## [REQUIREMENT]
The result should be every line in the data below that carries the string "SelectionTarget".

--- SUPPLIED MATERIAL Enclosed Below ---

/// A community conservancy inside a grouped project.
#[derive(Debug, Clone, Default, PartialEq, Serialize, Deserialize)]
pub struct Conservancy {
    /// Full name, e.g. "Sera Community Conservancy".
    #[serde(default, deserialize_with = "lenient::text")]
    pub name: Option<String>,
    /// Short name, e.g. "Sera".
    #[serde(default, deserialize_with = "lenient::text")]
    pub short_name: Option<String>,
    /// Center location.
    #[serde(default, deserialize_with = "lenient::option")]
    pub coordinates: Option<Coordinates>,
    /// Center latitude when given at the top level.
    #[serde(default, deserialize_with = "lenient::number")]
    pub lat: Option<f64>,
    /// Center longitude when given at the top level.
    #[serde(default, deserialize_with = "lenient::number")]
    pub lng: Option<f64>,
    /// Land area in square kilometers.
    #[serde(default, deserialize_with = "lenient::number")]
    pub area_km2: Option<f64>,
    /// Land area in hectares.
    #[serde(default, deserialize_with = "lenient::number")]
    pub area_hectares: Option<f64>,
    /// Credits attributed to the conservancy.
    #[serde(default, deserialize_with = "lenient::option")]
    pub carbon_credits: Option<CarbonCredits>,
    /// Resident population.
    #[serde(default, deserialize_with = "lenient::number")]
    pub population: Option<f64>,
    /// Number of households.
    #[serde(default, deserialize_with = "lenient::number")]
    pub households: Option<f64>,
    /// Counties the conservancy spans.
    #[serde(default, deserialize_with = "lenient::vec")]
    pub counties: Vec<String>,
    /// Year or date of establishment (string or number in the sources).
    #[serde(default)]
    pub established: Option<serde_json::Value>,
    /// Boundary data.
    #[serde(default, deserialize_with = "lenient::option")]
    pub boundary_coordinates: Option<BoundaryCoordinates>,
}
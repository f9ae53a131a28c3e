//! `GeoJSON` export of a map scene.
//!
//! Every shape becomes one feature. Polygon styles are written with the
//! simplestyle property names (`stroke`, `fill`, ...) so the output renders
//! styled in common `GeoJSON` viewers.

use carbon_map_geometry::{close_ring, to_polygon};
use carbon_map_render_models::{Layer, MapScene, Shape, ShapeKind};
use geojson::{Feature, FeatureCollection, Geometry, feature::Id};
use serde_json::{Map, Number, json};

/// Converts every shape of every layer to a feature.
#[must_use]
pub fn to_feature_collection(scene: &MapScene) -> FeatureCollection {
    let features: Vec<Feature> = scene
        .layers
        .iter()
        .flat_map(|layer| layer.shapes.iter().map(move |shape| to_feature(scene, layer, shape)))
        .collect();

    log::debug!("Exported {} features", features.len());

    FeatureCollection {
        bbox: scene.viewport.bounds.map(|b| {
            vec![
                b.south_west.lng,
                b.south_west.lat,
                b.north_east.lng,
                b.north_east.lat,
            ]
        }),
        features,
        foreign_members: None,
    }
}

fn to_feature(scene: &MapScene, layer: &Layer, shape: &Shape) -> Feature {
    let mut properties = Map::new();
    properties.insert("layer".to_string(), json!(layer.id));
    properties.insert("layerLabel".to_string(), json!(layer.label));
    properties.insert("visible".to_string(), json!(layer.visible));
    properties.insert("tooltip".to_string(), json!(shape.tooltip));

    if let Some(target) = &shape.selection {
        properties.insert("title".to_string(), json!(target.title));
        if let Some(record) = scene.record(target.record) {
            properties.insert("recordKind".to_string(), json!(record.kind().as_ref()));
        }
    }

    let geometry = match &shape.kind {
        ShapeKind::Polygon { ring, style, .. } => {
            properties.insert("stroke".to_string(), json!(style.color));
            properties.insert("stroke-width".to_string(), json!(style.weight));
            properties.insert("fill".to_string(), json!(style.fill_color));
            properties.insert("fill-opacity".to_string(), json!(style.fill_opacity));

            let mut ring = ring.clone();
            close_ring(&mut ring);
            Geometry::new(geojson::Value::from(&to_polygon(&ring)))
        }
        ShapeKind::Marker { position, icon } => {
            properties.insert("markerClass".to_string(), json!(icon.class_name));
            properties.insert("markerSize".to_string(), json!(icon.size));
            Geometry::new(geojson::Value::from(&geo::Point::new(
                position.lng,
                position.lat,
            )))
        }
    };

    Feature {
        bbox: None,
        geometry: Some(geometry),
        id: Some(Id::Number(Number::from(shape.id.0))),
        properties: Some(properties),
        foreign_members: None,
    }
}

--- End of Enclosed SUPPLIED MATERIAL ---
--- SUPPLIED MATERIAL Enclosed Below ---

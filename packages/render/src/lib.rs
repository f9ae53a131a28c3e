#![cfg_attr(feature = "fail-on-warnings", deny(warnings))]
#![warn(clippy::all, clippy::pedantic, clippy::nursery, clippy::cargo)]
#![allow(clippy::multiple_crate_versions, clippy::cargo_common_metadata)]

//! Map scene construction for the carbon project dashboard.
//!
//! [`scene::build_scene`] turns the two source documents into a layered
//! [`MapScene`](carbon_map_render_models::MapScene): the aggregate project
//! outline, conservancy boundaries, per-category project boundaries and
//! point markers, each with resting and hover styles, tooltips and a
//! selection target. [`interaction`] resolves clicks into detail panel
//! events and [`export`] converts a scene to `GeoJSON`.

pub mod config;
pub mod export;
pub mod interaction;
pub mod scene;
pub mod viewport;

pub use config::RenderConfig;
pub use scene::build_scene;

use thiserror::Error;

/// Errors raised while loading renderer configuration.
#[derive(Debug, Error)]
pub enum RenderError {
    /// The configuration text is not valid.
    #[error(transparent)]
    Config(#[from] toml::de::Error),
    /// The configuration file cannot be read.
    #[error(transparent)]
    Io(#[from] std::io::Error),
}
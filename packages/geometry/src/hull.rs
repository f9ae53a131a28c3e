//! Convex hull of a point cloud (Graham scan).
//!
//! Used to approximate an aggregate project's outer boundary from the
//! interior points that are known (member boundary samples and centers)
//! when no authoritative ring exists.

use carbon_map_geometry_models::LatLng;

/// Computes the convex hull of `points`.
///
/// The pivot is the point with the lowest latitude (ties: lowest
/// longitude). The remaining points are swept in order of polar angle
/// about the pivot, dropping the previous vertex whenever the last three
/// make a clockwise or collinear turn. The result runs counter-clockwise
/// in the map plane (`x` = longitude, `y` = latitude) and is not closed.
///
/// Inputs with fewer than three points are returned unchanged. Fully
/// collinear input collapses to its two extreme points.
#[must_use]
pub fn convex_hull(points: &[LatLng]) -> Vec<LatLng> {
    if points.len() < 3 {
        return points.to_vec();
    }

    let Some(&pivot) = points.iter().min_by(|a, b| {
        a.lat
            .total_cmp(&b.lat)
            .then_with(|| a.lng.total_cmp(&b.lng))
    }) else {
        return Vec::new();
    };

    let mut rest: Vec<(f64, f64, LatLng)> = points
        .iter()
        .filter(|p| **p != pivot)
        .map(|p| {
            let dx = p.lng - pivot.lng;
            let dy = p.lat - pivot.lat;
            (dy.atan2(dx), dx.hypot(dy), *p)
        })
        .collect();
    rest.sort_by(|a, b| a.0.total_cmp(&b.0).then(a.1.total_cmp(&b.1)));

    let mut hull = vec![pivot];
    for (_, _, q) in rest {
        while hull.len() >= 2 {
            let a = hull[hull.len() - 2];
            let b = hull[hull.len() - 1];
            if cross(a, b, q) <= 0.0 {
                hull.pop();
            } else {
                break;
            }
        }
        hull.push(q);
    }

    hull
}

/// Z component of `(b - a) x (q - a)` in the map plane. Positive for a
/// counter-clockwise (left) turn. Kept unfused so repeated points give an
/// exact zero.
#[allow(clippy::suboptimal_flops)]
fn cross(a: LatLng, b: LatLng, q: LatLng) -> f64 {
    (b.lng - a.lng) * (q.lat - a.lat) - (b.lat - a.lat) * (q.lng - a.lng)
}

--- End of Enclosed SUPPLIED MATERIAL ---
--- SUPPLIED MATERIAL Enclosed Below ---

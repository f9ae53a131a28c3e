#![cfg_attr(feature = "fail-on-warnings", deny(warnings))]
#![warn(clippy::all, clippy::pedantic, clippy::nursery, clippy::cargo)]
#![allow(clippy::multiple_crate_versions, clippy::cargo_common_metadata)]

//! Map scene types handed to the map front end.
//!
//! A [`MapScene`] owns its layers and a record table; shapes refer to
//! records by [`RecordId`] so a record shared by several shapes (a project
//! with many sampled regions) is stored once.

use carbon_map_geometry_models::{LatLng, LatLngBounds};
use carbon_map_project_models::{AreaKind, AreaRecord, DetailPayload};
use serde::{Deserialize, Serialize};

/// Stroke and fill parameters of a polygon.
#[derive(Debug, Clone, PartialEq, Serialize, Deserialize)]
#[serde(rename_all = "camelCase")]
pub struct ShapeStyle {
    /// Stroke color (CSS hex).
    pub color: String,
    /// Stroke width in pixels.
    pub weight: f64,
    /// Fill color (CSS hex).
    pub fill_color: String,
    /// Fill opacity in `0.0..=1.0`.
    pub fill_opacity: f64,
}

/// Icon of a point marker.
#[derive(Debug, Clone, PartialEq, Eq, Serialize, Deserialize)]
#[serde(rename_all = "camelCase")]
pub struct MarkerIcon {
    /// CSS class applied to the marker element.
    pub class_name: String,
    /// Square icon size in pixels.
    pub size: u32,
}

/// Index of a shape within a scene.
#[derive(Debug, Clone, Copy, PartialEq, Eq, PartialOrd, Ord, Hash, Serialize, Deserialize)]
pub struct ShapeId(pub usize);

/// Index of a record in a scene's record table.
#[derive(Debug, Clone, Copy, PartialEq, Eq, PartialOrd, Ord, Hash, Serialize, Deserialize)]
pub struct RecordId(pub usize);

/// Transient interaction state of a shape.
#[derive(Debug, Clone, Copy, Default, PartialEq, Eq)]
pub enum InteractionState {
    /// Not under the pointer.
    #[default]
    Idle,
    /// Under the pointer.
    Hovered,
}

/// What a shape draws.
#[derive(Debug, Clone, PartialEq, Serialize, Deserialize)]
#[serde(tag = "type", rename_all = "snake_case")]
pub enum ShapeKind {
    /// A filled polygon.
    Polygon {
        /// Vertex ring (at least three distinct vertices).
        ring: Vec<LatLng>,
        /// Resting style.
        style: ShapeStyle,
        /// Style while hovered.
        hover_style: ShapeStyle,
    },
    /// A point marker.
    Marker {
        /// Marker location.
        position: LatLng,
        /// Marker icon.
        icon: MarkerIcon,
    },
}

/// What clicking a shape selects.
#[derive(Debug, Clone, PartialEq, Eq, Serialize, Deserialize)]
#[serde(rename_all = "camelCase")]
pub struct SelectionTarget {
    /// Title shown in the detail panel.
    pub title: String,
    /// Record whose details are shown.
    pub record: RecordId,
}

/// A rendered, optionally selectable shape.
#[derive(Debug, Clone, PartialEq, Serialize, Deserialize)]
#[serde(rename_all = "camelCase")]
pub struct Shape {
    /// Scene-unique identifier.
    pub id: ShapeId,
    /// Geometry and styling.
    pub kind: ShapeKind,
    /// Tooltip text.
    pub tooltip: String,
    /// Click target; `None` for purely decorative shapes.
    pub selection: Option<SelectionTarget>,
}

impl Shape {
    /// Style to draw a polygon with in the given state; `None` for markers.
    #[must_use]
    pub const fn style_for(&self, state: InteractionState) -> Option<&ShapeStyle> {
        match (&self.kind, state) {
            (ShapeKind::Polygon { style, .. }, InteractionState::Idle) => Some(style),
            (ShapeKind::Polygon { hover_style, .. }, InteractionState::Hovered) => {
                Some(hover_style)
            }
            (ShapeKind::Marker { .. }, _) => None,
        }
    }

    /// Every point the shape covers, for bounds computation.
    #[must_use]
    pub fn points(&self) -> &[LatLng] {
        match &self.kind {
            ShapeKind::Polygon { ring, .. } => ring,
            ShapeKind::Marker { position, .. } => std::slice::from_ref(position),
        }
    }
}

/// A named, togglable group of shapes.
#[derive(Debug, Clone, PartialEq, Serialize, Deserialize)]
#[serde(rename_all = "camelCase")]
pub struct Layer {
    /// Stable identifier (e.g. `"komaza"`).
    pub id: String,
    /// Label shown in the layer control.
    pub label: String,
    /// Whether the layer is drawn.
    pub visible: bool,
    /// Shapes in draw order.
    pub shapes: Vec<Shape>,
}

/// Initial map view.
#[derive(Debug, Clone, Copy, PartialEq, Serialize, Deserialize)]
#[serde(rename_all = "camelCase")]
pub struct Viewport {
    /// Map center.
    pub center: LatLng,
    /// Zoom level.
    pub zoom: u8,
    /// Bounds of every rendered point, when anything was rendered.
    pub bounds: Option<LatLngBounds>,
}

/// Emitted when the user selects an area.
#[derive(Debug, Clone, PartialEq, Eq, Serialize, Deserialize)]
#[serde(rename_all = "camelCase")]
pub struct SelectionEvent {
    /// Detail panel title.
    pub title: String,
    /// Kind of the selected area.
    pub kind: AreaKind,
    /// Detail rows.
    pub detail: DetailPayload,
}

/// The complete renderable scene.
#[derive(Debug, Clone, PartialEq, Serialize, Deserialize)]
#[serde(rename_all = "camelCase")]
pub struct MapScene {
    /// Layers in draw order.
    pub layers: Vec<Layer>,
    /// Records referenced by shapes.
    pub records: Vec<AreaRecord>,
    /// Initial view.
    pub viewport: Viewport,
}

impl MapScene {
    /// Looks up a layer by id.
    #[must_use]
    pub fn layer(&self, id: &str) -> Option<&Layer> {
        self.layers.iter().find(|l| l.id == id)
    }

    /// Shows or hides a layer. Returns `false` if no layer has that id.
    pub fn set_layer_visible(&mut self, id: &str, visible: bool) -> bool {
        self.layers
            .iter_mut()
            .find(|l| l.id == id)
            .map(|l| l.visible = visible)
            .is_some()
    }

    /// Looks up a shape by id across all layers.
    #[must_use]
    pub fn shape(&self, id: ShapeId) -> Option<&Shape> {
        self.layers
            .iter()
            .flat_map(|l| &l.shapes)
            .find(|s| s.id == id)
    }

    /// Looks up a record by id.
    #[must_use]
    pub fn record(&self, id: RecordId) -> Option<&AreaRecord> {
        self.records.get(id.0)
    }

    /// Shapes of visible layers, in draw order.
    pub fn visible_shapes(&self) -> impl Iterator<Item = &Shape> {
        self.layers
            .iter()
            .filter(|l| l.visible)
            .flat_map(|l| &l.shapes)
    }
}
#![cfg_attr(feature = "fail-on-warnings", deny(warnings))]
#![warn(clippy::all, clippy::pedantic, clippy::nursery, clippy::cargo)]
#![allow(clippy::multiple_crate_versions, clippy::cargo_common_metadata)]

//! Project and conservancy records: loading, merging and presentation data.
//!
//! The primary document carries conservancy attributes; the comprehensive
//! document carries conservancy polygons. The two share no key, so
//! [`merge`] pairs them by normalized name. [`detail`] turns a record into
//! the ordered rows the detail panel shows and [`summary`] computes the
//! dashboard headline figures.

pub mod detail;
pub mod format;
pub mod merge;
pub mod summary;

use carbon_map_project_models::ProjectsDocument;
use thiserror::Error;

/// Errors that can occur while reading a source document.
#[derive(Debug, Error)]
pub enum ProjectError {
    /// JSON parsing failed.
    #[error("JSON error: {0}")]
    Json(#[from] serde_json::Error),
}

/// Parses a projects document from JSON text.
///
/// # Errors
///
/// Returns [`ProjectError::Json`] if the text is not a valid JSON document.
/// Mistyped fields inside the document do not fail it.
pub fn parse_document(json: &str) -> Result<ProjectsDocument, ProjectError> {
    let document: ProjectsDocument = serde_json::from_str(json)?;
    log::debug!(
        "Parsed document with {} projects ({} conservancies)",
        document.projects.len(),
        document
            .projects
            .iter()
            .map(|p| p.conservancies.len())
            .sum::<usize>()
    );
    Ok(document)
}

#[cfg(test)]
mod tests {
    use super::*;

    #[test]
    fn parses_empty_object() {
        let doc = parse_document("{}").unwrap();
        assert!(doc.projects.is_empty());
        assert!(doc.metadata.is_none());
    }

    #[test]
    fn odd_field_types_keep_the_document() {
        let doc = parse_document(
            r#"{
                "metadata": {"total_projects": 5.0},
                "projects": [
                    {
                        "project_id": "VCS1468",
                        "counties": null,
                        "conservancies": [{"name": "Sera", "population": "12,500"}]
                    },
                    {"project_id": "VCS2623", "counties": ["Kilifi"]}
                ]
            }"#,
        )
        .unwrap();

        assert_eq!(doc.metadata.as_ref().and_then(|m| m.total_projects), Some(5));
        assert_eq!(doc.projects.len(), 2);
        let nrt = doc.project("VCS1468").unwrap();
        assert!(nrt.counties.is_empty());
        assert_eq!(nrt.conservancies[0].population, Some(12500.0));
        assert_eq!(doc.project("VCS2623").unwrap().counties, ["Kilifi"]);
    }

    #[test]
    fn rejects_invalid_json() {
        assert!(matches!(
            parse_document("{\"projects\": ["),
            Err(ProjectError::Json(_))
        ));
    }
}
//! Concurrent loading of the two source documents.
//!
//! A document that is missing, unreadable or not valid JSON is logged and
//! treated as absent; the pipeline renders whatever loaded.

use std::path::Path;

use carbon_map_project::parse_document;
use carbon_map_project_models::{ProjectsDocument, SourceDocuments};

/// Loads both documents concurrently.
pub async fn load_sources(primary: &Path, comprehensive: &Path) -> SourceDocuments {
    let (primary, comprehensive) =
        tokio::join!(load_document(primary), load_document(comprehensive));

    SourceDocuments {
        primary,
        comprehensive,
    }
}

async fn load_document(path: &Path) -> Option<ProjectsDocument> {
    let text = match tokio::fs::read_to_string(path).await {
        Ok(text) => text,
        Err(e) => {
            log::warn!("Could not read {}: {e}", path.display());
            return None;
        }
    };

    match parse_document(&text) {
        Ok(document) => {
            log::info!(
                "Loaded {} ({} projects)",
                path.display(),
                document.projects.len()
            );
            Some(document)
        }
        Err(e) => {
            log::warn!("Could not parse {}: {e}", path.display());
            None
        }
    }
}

--- End of Enclosed SUPPLIED MATERIAL ---

## [EXERCISE SOLUTION]
pub struct SelectionTarget {
    pub selection: Option<SelectionTarget>,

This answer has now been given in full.